---------- Working data ----------
use axum::http::StatusCode;
use axum::response::{IntoResponse, Response};
use serde_json::json;
use spindown_core::error::CoreError;

/// Application-level error type for HTTP handlers.
///
/// Wraps [`CoreError`] for domain errors and adds HTTP-specific
/// variants. Implements [`IntoResponse`] to produce consistent JSON
/// error responses.
#[derive(Debug, thiserror::Error)]
pub enum AppError {
    /// A domain-level error from `spindown_core`.
    #[error(transparent)]
    Core(#[from] CoreError),

    /// A bad request with a human-readable message.
    #[error("Bad request: {0}")]
    BadRequest(String),

    /// The requested resource does not exist.
    #[error("Not found: {0}")]
    NotFound(String),
}

/// Convenience type alias for handler return values.
pub type AppResult<T> = Result<T, AppError>;

impl IntoResponse for AppError {
    fn into_response(self) -> Response {
        let (status, code, message) = match &self {
            AppError::Core(core) => match core {
                CoreError::Validation(msg) => {
                    (StatusCode::BAD_REQUEST, "VALIDATION_ERROR", msg.clone())
                }
                CoreError::Internal(msg) => {
                    tracing::error!(error = %msg, "Internal core error");
                    (
                        StatusCode::INTERNAL_SERVER_ERROR,
                        "INTERNAL_ERROR",
                        "An internal error occurred".to_string(),
                    )
                }
            },

            AppError::BadRequest(msg) => (StatusCode::BAD_REQUEST, "BAD_REQUEST", msg.clone()),
            AppError::NotFound(msg) => (StatusCode::NOT_FOUND, "NOT_FOUND", msg.clone()),
        };

        let body = json!({
            "error": message,
            "code": code,
        });

        (status, axum::Json(body)).into_response()
    }
}
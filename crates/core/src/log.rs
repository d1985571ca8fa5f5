//! Append-only observation log with time-based pruning.
//!
//! One log is shared per agent process: the ingest handler appends,
//! the pruner deletes aged-out entries, and the evaluator reads a
//! snapshot. The log itself is not synchronized; callers wrap it in
//! `Arc<Mutex<..>>` and hold the lock only for the duration of an
//! append, a prune pass, or a snapshot clone -- never across an await
//! point or an outbound call.

use crate::types::{Observation, Timestamp};

/// Insertion-ordered sequence of sensor observations.
///
/// Submissions are assumed monotonically non-decreasing in timestamp,
/// but nothing here enforces that; the evaluator tolerates out-of-order
/// entries defensively.
#[derive(Debug, Default)]
pub struct ObservationLog {
    entries: Vec<Observation>,
}

impl ObservationLog {
    pub fn new() -> Self {
        Self::default()
    }

    /// Append one observation. O(1) amortized.
    pub fn append(&mut self, observation: Observation) {
        self.entries.push(observation);
    }

    /// Remove all observations strictly older than `cutoff`, keeping
    /// insertion order. Returns the number of entries removed.
    ///
    /// The pruning horizon must be at least the evaluation window so
    /// the evaluator is never starved of history it still needs.
    pub fn prune_older_than(&mut self, cutoff: Timestamp) -> usize {
        let before = self.entries.len();
        self.entries.retain(|o| o.timestamp >= cutoff);
        before - self.entries.len()
    }

    /// Clone the current entries so evaluation can proceed without
    /// holding the lock.
    pub fn snapshot(&self) -> Vec<Observation> {
        self.entries.clone()
    }

    pub fn len(&self) -> usize {
        self.entries.len()
    }

    pub fn is_empty(&self) -> bool {
        self.entries.is_empty()
    }
}

// ---------------------------------------------------------------------------
// Tests
// ---------------------------------------------------------------------------
//! The periodic evaluation loop and log pruner.
//!
//! Every cycle: poll the registry, and if the appliance is being
//! monitored, snapshot the observation log, run the windowed
//! consistency check, and on a stationary verdict signal completion
//! (registry write + user notification). Downstream failures are
//! logged and the loop simply tries again next interval; no failure
//! in a single cycle is fatal.

use std::sync::PoisonError;
use std::time::Duration;

use chrono::Utc;
use spindown_core::consistency::{evaluate, ConsistencyPolicy, Inconsistency, Verdict};
use spindown_core::types::{AgentStatus, Appliance, SensorState, Timestamp};

use crate::notify::SmsNotifier;
use crate::registry::RegistryClient;
use crate::SharedLog;

/// Period between prune passes. Deliberately longer than the
/// evaluation window so a prune can never remove data the evaluator
/// still needs.
pub const PRUNE_PERIOD: Duration = Duration::from_secs(10 * 60);

/// Outcome of one evaluation cycle. Mostly useful for logging and for
/// exercising the cycle deterministically in tests, without a ticker.
#[derive(Debug, Clone, PartialEq, Eq)]
pub enum CycleOutcome {
    /// The registry could not be reached or answered with an error.
    RegistryUnavailable,
    /// The appliance is not being monitored; nothing to evaluate.
    NotMonitoring,
    /// The log did not support a decision this cycle.
    Undecided(Inconsistency),
    /// The appliance is consistently vibrating, i.e. still running.
    StillRunning,
    /// Completion detected and signalled.
    CycleFinished { user: String },
}

/// Owns everything one evaluation cycle needs.
pub struct Monitor {
    log: SharedLog,
    policy: ConsistencyPolicy,
    service_epoch: Timestamp,
    appliance: Appliance,
    registry: RegistryClient,
    notifier: Option<SmsNotifier>,
}

impl Monitor {
    pub fn new(
        log: SharedLog,
        service_epoch: Timestamp,
        appliance: Appliance,
        registry: RegistryClient,
        notifier: Option<SmsNotifier>,
    ) -> Self {
        Self {
            log,
            policy: ConsistencyPolicy::default(),
            service_epoch,
            appliance,
            registry,
            notifier,
        }
    }

    /// Run the evaluation loop indefinitely.
    pub async fn run(self, interval: Duration) {
        let mut ticker = tokio::time::interval(interval);
        loop {
            ticker.tick().await;
            let outcome = self.run_cycle(Utc::now()).await;
            tracing::debug!(?outcome, "Evaluation cycle finished");
        }
    }

    /// Execute a single evaluation cycle at `now`.
    ///
    /// The log lock is released before any outbound call, so a slow
    /// registry or SMS gateway never stalls sensor ingestion.
    pub async fn run_cycle(&self, now: Timestamp) -> CycleOutcome {
        let status = match self.registry.get_status().await {
            Ok(status) => status,
            Err(e) => {
                tracing::warn!(error = %e, "Failed to get agent status");
                return CycleOutcome::RegistryUnavailable;
            }
        };

        if status.status != AgentStatus::Monitor {
            tracing::debug!(status = %status.status, "Agent status is not 'monitor', skipping evaluation");
            return CycleOutcome::NotMonitoring;
        }

        match self.evaluate_now(now) {
            Verdict::Inconsistent(reason) => {
                tracing::debug!(reason = %reason, "State not yet consistent");
                CycleOutcome::Undecided(reason)
            }
            Verdict::Consistent(SensorState::Vibrating) => {
                tracing::debug!("Appliance is consistently vibrating, still running");
                CycleOutcome::StillRunning
            }
            Verdict::Consistent(SensorState::Stationary) => {
                tracing::info!(
                    appliance = %self.appliance,
                    user = %status.user,
                    "Stationary for a full window, signalling completion",
                );
                self.signal_completion(&status.user).await;
                CycleOutcome::CycleFinished { user: status.user }
            }
        }
    }

    /// Snapshot the log and run the consistency check. Split out from
    /// [`run_cycle`](Monitor::run_cycle) so the decision path is
    /// testable without a registry.
    pub fn evaluate_now(&self, now: Timestamp) -> Verdict {
        let snapshot = self
            .log
            .lock()
            .unwrap_or_else(PoisonError::into_inner)
            .snapshot();
        evaluate(&snapshot, now, self.service_epoch, &self.policy)
    }

    /// Mark the appliance idle and notify the monitor owner. Both
    /// calls are fire-and-forget: a failure is logged and the cycle
    /// ends; the next interval starts fresh.
    async fn signal_completion(&self, user: &str) {
        if let Err(e) = self.registry.set_idle().await {
            tracing::error!(error = %e, "Failed to update status to 'idle'");
        } else {
            tracing::info!("Successfully updated status to 'idle'");
        }

        match &self.notifier {
            Some(notifier) => {
                let message = self.appliance.finished_message();
                if let Err(e) = notifier.notify(user, message).await {
                    tracing::error!(error = %e, "Failed to send SMS");
                }
            }
            None => {
                tracing::info!("SMS gateway not configured, skipping notification");
            }
        }
    }
}

/// Run the pruner indefinitely: discard observations older than the
/// evaluation window on a fixed period.
pub async fn run_pruner(log: SharedLog, period: Duration) {
    let policy = ConsistencyPolicy::default();
    let mut ticker = tokio::time::interval(period);
    loop {
        ticker.tick().await;
        let cutoff = Utc::now() - policy.window;
        let (removed, kept) = {
            let mut log = log.lock().unwrap_or_else(PoisonError::into_inner);
            let removed = log.prune_older_than(cutoff);
            (removed, log.len())
        };
        tracing::info!(removed, kept, "Pruned old state submissions");
    }
}

// ---------------------------------------------------------------------------
// Tests
// ---------------------------------------------------------------------------
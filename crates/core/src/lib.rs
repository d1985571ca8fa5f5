//! `spindown-core` -- domain types and decision logic for the
//! spin-down appliance monitor.
//!
//! Holds the observation log and the windowed consistency evaluator
//! that decides when a washer or dryer has reliably stopped moving.
//! This crate performs no I/O; the HTTP surfaces live in
//! `spindown-api` and `spindown-agent`.

pub mod consistency;
pub mod error;
pub mod log;
pub mod types;

pub use consistency::{evaluate, ConsistencyPolicy, Inconsistency, Verdict};
pub use error::CoreError;
pub use log::ObservationLog;
pub use types::{AgentState, AgentStatus, Appliance, Observation, SensorState};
----------
Action item:
The lines of the data, from the first through the one containing "produce consistent JSON", are to be transcribed exactly.

Written answer:
use axum::http::StatusCode;
use axum::response::{IntoResponse, Response};
use serde_json::json;
use spindown_core::error::CoreError;

/// Application-level error type for HTTP handlers.
///
/// Wraps [`CoreError`] for domain errors and adds HTTP-specific
/// variants. Implements [`IntoResponse`] to produce consistent JSON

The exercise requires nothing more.